Supporting a Survivor

Supporting a Survivor

I have recently thought about how different my outcome may have been had my family turned away from me. I remember feeling so isolated and alienated during my marriage. Not only did I live 2.5 hours away from my family during my darkest moments, I often felt emotionally distant as well. I felt like a burden. I would bring them into my pain without any reprieve in sight. It would have been substantially easier for them to cut ties with me or exponentially distance themselves – and some of them did. The ones who didn’t endured a special kind of hell by association. There will be more on this in future survivor supporter posts.

I cannot recall how many times I called my family crying so hard I could hardly talk and was gasping for air. At first, they devoted much time and effort to their interventions. They told me I didn’t deserve to be treated that way. They told me to leave. They told me he was destroying me. While on the phone with them I felt strong. I was prepared to stand up for myself. Once I hung up the phone however, his guilt and manipulation consumed me. I was trapped. After enough of these phone calls my family ceased the intervention attempts. They did however, continue to pick up each and every phone call even though it pained them to know they couldn’t do anything to alleviate my pain.

I cannot recall how many times I told my family I was going to leave. Several times I had packed a bag and started to drive home. I’d only get so far. It was as if he had built an invisible fence around me. Part of me was hoping he’d show he still cared enough to talk me into staying. I knew deep down I should never have to do something so drastic to obtain care and concern, but at the time I was consumed with convincing him I was worthy. I don’t recall how many times my mom was on her way to help me pack up and move out before he turned everything around on me and had me pleading with my mom to turn around. Each time my family felt powerless as I slipped back into his grasp. Each time I told them I was leaving, they believed me a little less.
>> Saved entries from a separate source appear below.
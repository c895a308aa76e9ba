//! Preference store backed by redb.

use std::path::{Path, PathBuf};
use std::sync::Arc;

use redb::{Database, ReadableTable, TableDefinition};

use super::PreferenceStore;
use crate::error::LogResult;

const PREFERENCES_TABLE: TableDefinition<&str, &str> = TableDefinition::new("preferences");

/// ACID preference store in a single redb file.
///
/// Storage faults never reach callers of [`PreferenceStore`]; they are
/// logged and treated as a missing value or a lost write.
#[derive(Clone)]
pub struct RedbPreferenceStore {
    db: Arc<Database>,
    path: PathBuf,
}

impl RedbPreferenceStore {
    /// Open (or create) the preference database at `path`.
    ///
    /// Creates the parent directory and the preferences table if needed.
    pub fn open(path: impl AsRef<Path>) -> LogResult<Self> {
        let path = path.as_ref();

        if let Some(parent) = path.parent() {
            std::fs::create_dir_all(parent)?;
        }

        let db = Database::create(path)?;

        let write_txn = db.begin_write()?;
        {
            let _ = write_txn.open_table(PREFERENCES_TABLE)?;
        }
        write_txn.commit()?;

        Ok(Self {
            db: Arc::new(db),
            path: path.to_path_buf(),
        })
    }

    /// Path of the database file.
    pub fn path(&self) -> &Path {
        &self.path
    }

    fn try_read(&self, key: &str) -> LogResult<Option<String>> {
        let read_txn = self.db.begin_read()?;
        let table = read_txn.open_table(PREFERENCES_TABLE)?;
        Ok(table.get(key)?.map(|v| v.value().to_string()))
    }

    fn try_write(&self, key: &str, value: &str) -> LogResult<()> {
        let write_txn = self.db.begin_write()?;
        {
            let mut table = write_txn.open_table(PREFERENCES_TABLE)?;
            table.insert(key, value)?;
        }
        write_txn.commit()?;
        Ok(())
    }
}

impl PreferenceStore for RedbPreferenceStore {
    fn read(&self, key: &str) -> Option<String> {
        match self.try_read(key) {
            Ok(value) => value,
            Err(e) => {
                tracing::warn!(key, error = %e, "Failed to read preference");
                None
            }
        }
    }

    fn write(&self, key: &str, value: &str) {
        if let Err(e) = self.try_write(key, value) {
            tracing::warn!(key, value, error = %e, "Failed to write preference");
        }
    }
}

impl std::fmt::Debug for RedbPreferenceStore {
    fn fmt(&self, f: &mut std::fmt::Formatter<'_>) -> std::fmt::Result {
        f.debug_struct("RedbPreferenceStore")
            .field("path", &self.path)
            .finish()
    }
}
I cannot imagine how difficult it is to watch someone you love so intensely fade away into nothingness, unable to do anything to stop it. But that’s what they did. They shielded their hearts to reduce the impact, but they never did waiver in their love. They stopped telling me to leave and attempting to rescue me, but they never left my side. They handled things in such a way that I knew at the end I had to stand on my own two feet and actively make changes on my own. This was monumental for me. They did not enable me, but they supported me mentally and emotionally. They knew I needed to find my voice again. Once I did, they immediately surrounded me with the love and support they so desperately wanted to provide all along.

I guess the purpose of this post is twofold. One, is to let other survivors know that this is an incredibly difficult journey for family as well. Some might be able to protect their well-being and still be there, but some might not. Whatever they choose has less to do with us and is more about where they are in their own lives and minds. We should still reach out. We should still seek their support. We are not burdens. We are humans going through an incredibly difficult time doing what we are wired to do – seeking connection. Not everyone is going to be in a place to provide support. That’s okay. It is not a reflection of our worth. We need to remind ourselves of the supports we do have – even if it is one person (and even if that one person is not family), especially during our darkest moments. While our relationship might be smothering out our light, know that one person is still standing there, waiting with a match to relight us.

Two, is to do a shout-out to family and friends who never waiver in their love and support of us. This love and support is crucial. If you can provide it without sacrificing your own well-being, please, please do. Sometimes it is the only thing that keeps us here, continuing to fight a battle we always seem to be losing. The reasons we choose to stay are not a result of any of your perceived inadequacies. They are the result of power, control and manipulation on a level most can never begin to understand. Oftentimes, you cannot reason us out of it. You cannot take measures into your own hands in hopes that will be our wake-up call. We just need to know you are there – that we aren’t alone – and that you will love us through to the other side – whatever that love looks like for you. Model the love and compassion we are worthy of. That’s the only way out for us – knowing we are worthy and deserve to be loved in healthy ways. After all…….

Together, we are stronger. Connected, we are braver. United, we are Survivorhood.